Aetna, CareFirst BlueCross BlueShield, Kaiser Permanente, and UnitedHealthcare have agreed to offer plans during the special enrollment period. The coverage will be effective retroactively to Sept. 1.
“Nobody should lose coverage,” Maryland Insurance Commissioner Al Redmer Jr. said. “All of this was done in an effort to protect policy holders and ensure they do not lose coverage.”
Evergreen was ordered by the state insurance administration to stop accepting new members and begin winding down business in July, after a group of investors who had planned to buy the company backed out.
Evergreen was supposed to continue offering coverage and paying claims for current members until their policies expired, a process expected to take about a year. Once the policies expired, members would have to pick a new insurer. Risk & Regulatory Consulting Inc., the Connecticut firm assigned by the Circuit Court to handle the process, would have then finished paying out claims and liquidated any remaining assets.
The drawn-out approach was intended to maintain Evergreen’s business and buy the state time to vet potential investors to some or all of the company’s assets — reforming the company, rather than shutting it down.
But regulators ultimately concluded there were no viable investors.
“While we had a couple different groups kicking the tires and looking at potentially buying all or part of Evergreen’s assets, no offer ever materialized,” Redmer said. “My hope was we were never going to get here.”
Without the possibility of an influx of cash, Risk & Regulatory Consulting concluded Evergreen would not be able to support its business or continue paying members’ claims, and sought a judge’s permission to liquidate the company.
The company is still responsible for paying any claims for services before Sept. 1, when members’ new plans will take effect.
Evergreen was one of 23 consumer-oriented and operated health co-ops created under the federal Affordable Care Act as a way to inject more competition into the insurance marketplace and serve as a new option for individuals buying insurance through the law’s new online insurance exchanges.
All but a few have gone out of business or are being wound down, unable to withstand the financial and regulatory strain of starting an insurance company from scratch.
Evergreen was hamstrung by a program that required it to pay $24 million to insurers with sicker members last year.
In a bid to shore up its finances and stay in business, the company sought to convert itself to a for-profit insurer that could be sold to a group of investors. It was released from the federal co-op program last year in exchange for repaying $3.2 million of its $65 million federal startup loan and forfeiting $30 million it was due from another federal program.
The prospective buyers — LifeBridge Health and Anne Arundel Health System and a group of private individuals — backed out of the deal over the summer, and Evergreen went into the state’s receivership program.

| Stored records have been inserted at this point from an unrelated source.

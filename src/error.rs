// Decoder error taxonomy.
//
// Shared by every decoder in the crate:
//   - truncated input         -> UnexpectedEof
//   - bounds violations       -> SourceOutOfBounds / OutputOverflow
//   - undefined stream states -> Malformed
//   - end-state checks        -> LengthMismatch / ChecksumMismatch

use thiserror::Error;

#[derive(Debug, Error)]
pub enum DecodeError {
    /// A bit or byte refill was requested past the end of the input.
    #[error("unexpected end of stream at input offset {position} (needed {needed} more byte(s))")]
    UnexpectedEof { position: usize, needed: usize },

    /// A back-reference points outside the bytes decoded so far.
    #[error("back-reference out of bounds: distance {distance} at output position {position}")]
    SourceOutOfBounds { position: usize, distance: isize },

    /// A token would write past the declared output size.
    #[error("output overflow: token writes past the declared size of {limit} bytes")]
    OutputOverflow { limit: usize },

    /// A control code or table state the format does not define.
    #[error("malformed stream: {0}")]
    Malformed(&'static str),

    /// The stream ended but the output length disagrees with the declared size.
    #[error("length mismatch: expected {expected} bytes, decoded {actual}")]
    LengthMismatch { expected: usize, actual: usize },

    /// The running checksum did not cancel out at the end of the stream.
    #[error("checksum mismatch: residue {residue:#010X}")]
    ChecksumMismatch { residue: u32 },

    /// A container header or footer is unusable.
    #[error("invalid header: {0}")]
    InvalidHeader(String),

    /// The caller did not supply a parameter this codec cannot run without.
    #[error("missing parameter: {0}")]
    MissingParameter(&'static str),

    #[error("I/O error: {0}")]
    Io(#[from] std::io::Error),
}

impl DecodeError {
    /// True for errors caused by running out of input.
    pub fn is_truncation(&self) -> bool {
        matches!(self, Self::UnexpectedEof { .. })
    }
}

pub type Result<T, E = DecodeError> = std::result::Result<T, E>;
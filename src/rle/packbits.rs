// ByteRun1 / PackBits, as used by DPaint PBM and ILBM bodies.
//
// Header byte h (signed):
//   0..=127     copy the next h + 1 bytes literally
//   -127..=-1   repeat the next byte 1 - h times
//   -128        no operation

use super::{Ending, Fill, reserve_hint};
use crate::bits::ByteCursor;

/// Decode until `size` bytes are produced, or until input ends when `size`
/// is `None`.
pub fn decode(input: &[u8], size: Option<usize>) -> Fill {
    let mut out = Vec::new();
    decode_into(input, size, &mut out).into_fill(out, size)
}

/// Decode into `out`, replacing its contents.
pub fn decode_into(input: &[u8], size: Option<usize>, out: &mut Vec<u8>) -> Ending {
    out.clear();
    out.reserve(reserve_hint(size, input.len()));
    let mut src = ByteCursor::new(input);
    let room = |out: &Vec<u8>| size.map_or(usize::MAX, |s| s.saturating_sub(out.len()));

    while room(out) > 0 {
        let Ok(header) = src.read_u8() else {
            break;
        };
        match header as i8 {
            -128 => {}
            h @ 0..=127 => {
                let want = (h as usize + 1).min(room(out));
                let bytes = src.take_up_to(want);
                out.extend_from_slice(bytes);
                if bytes.len() < want {
                    return Ending::Truncated;
                }
            }
            h => {
                let Ok(value) = src.read_u8() else {
                    return Ending::Truncated;
                };
                let n = ((1 - isize::from(h)) as usize).min(room(out));
                out.resize(out.len() + n, value);
            }
        }
    }

    match size {
        Some(s) if out.len() < s => Ending::Truncated,
        _ => Ending::Complete,
    }
}
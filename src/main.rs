fn main() {
    #[cfg(feature = "cli")]
    retrolz::cli::run();

    #[cfg(not(feature = "cli"))]
    {
        eprintln!("retrolz: CLI not enabled. Rebuild with `--features cli`.");
        std::process::exit(1);
    }
}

“It’s a very unfortunate end to a very promising alternative to other insurance carriers,” said Dr. Peter Beilenson, the former Baltimore health commissioner who founded Evergreen. He has not been involved with the company since it was taken over by the third-party receiver.
In addition to offering insurance, Evergreen operated a network of health offices and employed doctors that could have been assets to another health care company, said Jonathan Weiner, a professor of health policy and management at the Johns Hopkins University’s Bloomberg School of Public Health.
Uncertainty about the future of Obamacare under President Donald Trump and a Republican-led Congress might have soured potential buyers’ appetite for taking on a new investment, he said.
“In general there aren’t a lot of health care organizations that are willing to take risks right now,” Weiner said.
The process has been hard on Evergreen’s members.
After learning she would not be able to renew her company’s health policy with Evergreen, Paula Fargo started working with her insurance broker to line up new options for the 15 employees of her Baltimore print shops, Curry Printing and Copy Cat Printing.
She hadn’t been planning to make the switch until November.
“We’re going to be scrambling,” she said.